- Exercise objective -
Count every line in the records below that contains the string "static". Report that number alone.

Dataset records:
= Beginning of Section =

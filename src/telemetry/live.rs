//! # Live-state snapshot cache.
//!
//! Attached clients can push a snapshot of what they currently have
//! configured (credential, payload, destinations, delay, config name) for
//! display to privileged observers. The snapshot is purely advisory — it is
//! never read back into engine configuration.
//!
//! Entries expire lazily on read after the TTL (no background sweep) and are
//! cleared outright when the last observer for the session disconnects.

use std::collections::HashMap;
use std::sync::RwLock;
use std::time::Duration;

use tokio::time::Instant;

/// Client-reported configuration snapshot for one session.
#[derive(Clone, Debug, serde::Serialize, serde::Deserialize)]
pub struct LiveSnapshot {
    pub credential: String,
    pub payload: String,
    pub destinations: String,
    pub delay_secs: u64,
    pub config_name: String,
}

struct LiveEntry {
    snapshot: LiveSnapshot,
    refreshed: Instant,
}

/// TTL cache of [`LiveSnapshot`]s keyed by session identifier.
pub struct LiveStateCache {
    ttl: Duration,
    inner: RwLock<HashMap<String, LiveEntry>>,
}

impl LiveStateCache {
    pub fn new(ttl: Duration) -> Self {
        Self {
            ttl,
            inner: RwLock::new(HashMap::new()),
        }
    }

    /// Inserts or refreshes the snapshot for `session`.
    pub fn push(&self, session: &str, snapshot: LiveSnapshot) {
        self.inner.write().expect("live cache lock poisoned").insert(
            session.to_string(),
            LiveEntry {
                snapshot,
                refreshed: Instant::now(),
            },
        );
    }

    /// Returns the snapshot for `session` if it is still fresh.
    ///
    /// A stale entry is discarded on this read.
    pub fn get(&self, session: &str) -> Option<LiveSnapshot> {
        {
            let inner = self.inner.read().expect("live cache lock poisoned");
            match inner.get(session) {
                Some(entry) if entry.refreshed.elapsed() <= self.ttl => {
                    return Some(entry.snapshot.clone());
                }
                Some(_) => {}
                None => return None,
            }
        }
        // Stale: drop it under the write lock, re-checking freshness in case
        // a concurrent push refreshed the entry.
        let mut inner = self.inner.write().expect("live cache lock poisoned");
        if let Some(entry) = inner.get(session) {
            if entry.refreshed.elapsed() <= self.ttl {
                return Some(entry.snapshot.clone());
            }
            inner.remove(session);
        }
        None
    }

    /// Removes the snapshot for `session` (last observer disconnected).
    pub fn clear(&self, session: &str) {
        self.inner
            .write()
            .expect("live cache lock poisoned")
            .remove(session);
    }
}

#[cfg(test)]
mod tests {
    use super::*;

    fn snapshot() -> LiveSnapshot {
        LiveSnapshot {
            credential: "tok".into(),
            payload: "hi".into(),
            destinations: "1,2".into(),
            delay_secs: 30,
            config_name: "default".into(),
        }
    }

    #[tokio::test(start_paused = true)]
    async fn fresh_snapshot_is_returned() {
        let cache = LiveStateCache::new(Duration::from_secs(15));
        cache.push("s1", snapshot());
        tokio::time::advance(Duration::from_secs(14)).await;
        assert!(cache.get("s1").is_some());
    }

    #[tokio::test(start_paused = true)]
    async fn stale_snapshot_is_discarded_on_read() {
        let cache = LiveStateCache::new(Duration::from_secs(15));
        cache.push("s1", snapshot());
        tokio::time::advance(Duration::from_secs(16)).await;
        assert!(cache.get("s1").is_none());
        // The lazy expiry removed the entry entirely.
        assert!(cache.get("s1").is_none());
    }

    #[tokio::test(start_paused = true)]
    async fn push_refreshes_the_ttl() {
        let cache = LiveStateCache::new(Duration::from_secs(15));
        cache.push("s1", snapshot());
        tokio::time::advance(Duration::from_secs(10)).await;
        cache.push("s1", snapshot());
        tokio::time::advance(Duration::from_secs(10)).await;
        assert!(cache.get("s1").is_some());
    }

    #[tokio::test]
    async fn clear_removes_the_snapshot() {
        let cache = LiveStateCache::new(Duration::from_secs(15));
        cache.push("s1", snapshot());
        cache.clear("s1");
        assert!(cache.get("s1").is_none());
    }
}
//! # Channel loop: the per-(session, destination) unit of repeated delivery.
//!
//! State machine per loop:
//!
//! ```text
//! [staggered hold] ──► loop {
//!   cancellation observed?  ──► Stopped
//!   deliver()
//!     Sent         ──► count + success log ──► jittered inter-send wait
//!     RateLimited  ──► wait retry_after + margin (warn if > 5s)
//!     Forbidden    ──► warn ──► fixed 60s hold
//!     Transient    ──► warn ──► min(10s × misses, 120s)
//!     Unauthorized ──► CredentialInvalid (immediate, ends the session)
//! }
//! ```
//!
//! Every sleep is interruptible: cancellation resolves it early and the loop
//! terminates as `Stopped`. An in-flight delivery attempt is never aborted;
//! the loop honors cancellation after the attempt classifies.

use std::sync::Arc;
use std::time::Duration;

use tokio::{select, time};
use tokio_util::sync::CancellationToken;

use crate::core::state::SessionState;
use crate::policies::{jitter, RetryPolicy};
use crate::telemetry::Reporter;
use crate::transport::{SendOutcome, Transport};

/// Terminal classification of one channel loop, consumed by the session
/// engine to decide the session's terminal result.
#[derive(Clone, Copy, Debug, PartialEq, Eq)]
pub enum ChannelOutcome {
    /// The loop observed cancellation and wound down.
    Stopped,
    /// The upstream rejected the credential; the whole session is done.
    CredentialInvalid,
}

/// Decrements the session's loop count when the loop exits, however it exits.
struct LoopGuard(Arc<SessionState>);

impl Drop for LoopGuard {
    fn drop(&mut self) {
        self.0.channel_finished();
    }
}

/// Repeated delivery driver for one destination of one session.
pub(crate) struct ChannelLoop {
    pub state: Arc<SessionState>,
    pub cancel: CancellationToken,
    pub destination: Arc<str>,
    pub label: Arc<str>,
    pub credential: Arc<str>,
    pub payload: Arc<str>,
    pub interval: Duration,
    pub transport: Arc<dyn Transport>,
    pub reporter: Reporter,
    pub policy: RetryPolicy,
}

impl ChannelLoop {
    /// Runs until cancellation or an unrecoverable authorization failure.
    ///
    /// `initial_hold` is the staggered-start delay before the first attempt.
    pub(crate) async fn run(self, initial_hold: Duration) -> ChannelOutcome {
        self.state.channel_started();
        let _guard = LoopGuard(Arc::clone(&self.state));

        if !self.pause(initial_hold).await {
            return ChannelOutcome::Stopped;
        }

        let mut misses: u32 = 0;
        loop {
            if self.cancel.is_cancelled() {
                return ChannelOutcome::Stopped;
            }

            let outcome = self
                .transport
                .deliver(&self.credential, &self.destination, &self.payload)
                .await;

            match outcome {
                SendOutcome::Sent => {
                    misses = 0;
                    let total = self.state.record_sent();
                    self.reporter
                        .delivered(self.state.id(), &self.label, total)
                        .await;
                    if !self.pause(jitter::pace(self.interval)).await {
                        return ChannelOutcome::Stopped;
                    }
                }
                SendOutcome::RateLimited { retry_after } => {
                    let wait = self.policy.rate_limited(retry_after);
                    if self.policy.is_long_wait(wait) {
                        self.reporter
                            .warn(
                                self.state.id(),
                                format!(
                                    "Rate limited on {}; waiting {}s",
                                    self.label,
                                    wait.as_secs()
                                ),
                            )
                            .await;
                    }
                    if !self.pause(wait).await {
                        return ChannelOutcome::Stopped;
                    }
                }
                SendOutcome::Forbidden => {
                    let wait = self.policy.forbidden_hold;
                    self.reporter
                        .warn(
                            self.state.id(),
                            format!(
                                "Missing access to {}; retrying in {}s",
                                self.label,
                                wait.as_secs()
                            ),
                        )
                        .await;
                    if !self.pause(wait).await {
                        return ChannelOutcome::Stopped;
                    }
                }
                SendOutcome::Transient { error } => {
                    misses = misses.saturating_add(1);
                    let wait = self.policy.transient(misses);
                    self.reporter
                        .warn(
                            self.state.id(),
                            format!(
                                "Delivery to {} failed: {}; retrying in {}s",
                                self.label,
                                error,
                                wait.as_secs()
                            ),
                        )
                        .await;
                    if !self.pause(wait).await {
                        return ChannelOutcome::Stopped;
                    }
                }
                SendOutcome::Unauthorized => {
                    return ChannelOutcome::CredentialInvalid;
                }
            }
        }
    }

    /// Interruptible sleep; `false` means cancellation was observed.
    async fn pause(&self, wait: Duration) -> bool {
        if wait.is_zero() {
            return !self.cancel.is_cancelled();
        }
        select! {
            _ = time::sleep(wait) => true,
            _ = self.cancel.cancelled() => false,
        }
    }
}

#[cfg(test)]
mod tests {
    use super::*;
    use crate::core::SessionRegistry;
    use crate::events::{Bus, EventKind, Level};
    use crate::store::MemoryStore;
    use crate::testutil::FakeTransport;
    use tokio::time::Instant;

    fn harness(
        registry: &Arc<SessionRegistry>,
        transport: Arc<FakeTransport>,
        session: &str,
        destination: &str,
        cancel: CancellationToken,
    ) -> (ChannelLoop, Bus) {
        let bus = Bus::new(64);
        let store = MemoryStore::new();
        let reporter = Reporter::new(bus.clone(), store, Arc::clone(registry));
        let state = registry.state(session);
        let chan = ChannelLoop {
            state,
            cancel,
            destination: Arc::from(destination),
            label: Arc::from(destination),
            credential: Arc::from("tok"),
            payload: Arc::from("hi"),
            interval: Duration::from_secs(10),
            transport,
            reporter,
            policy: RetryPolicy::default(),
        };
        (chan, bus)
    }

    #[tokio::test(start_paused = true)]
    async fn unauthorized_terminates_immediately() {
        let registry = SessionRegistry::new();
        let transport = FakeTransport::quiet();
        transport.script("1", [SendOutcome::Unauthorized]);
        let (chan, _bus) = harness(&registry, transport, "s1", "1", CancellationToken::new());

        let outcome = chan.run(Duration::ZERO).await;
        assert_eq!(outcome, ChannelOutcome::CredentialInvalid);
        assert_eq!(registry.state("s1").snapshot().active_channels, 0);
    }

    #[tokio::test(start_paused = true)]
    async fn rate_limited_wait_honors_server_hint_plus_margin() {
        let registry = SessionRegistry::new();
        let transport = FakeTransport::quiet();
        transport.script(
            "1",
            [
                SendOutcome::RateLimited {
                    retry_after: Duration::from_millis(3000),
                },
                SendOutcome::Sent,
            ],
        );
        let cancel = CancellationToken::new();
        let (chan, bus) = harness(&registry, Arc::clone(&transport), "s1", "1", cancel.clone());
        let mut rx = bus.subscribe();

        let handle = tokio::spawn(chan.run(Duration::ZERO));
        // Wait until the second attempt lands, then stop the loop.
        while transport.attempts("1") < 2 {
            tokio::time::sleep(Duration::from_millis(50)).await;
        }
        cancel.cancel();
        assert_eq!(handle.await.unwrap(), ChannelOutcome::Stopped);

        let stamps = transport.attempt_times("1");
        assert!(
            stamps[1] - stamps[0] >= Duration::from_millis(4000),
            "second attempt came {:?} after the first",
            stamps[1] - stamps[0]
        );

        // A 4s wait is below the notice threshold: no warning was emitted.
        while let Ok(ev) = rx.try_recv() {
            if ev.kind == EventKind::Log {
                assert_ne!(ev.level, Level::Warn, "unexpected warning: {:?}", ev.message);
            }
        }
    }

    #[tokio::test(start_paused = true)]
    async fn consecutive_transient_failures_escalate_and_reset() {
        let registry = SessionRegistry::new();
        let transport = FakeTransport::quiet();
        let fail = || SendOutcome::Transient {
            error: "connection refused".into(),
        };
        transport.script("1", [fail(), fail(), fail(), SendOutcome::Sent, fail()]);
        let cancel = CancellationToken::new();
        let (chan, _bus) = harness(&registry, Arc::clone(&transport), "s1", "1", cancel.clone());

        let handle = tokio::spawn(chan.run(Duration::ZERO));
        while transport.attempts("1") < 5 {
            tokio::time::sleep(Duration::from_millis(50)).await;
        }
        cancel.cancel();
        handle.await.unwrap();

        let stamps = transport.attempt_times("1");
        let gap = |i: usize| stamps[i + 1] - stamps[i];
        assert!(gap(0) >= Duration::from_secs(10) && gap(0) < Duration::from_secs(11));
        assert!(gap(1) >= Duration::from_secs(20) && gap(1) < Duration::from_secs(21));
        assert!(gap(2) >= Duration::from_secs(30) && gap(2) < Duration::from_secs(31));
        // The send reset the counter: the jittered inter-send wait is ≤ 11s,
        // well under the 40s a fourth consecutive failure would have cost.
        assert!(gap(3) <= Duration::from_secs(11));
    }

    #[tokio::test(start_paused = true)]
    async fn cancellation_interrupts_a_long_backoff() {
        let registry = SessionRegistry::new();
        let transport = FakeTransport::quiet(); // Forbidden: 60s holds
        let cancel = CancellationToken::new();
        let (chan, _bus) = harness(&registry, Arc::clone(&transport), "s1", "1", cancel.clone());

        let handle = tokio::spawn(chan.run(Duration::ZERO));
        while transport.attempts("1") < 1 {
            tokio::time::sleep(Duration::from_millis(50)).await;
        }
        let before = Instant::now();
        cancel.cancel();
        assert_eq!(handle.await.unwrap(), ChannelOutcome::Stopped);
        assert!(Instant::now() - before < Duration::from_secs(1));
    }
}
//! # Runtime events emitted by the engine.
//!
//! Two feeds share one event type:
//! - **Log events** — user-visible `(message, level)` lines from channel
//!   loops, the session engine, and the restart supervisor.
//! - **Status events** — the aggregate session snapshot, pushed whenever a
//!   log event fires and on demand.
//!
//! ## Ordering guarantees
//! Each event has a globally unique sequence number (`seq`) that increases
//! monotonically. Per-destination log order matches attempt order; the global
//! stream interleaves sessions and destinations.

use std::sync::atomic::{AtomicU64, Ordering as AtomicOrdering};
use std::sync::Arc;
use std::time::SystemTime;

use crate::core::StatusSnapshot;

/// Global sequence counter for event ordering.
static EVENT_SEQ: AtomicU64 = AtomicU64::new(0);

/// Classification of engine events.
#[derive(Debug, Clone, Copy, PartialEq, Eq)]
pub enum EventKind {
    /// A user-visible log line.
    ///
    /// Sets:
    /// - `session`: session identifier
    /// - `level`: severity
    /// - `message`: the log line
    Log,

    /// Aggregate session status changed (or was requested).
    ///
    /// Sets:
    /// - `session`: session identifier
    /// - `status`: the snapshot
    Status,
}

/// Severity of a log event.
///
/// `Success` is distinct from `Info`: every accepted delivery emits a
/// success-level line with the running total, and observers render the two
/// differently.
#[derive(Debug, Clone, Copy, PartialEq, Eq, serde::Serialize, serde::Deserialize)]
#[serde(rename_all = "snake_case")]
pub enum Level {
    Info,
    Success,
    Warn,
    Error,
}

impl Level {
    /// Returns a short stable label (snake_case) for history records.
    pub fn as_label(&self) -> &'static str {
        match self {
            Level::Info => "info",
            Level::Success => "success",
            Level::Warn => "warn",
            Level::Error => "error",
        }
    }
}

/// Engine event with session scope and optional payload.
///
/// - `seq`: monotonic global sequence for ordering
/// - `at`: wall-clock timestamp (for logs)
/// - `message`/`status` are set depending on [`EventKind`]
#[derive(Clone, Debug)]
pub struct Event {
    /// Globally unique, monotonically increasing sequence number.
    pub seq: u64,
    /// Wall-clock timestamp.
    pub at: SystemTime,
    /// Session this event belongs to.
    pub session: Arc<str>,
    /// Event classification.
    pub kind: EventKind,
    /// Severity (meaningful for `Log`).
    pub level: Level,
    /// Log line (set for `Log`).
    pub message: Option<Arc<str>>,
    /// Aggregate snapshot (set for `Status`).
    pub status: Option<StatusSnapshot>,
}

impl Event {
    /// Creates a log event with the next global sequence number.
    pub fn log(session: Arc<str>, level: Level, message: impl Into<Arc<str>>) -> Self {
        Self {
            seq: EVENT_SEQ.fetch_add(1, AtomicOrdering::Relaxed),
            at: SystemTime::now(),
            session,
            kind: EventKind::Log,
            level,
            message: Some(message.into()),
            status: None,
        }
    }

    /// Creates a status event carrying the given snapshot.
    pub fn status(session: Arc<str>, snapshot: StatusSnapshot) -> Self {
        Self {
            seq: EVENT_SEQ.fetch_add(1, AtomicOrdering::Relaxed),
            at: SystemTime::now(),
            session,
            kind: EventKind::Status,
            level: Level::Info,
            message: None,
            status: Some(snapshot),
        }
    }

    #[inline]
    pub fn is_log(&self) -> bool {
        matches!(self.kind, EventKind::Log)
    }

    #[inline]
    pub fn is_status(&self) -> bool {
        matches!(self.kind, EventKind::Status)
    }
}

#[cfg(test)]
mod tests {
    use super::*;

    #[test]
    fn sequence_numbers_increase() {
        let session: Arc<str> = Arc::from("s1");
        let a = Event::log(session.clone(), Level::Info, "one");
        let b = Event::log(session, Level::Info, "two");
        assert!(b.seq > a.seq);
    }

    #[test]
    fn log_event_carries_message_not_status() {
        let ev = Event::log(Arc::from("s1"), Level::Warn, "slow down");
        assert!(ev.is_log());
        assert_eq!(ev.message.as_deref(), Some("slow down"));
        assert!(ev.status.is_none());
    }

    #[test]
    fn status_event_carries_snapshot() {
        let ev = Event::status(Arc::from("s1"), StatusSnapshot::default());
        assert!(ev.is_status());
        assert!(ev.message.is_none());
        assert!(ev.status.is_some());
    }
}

= End of Section =

- Solution for this task -
2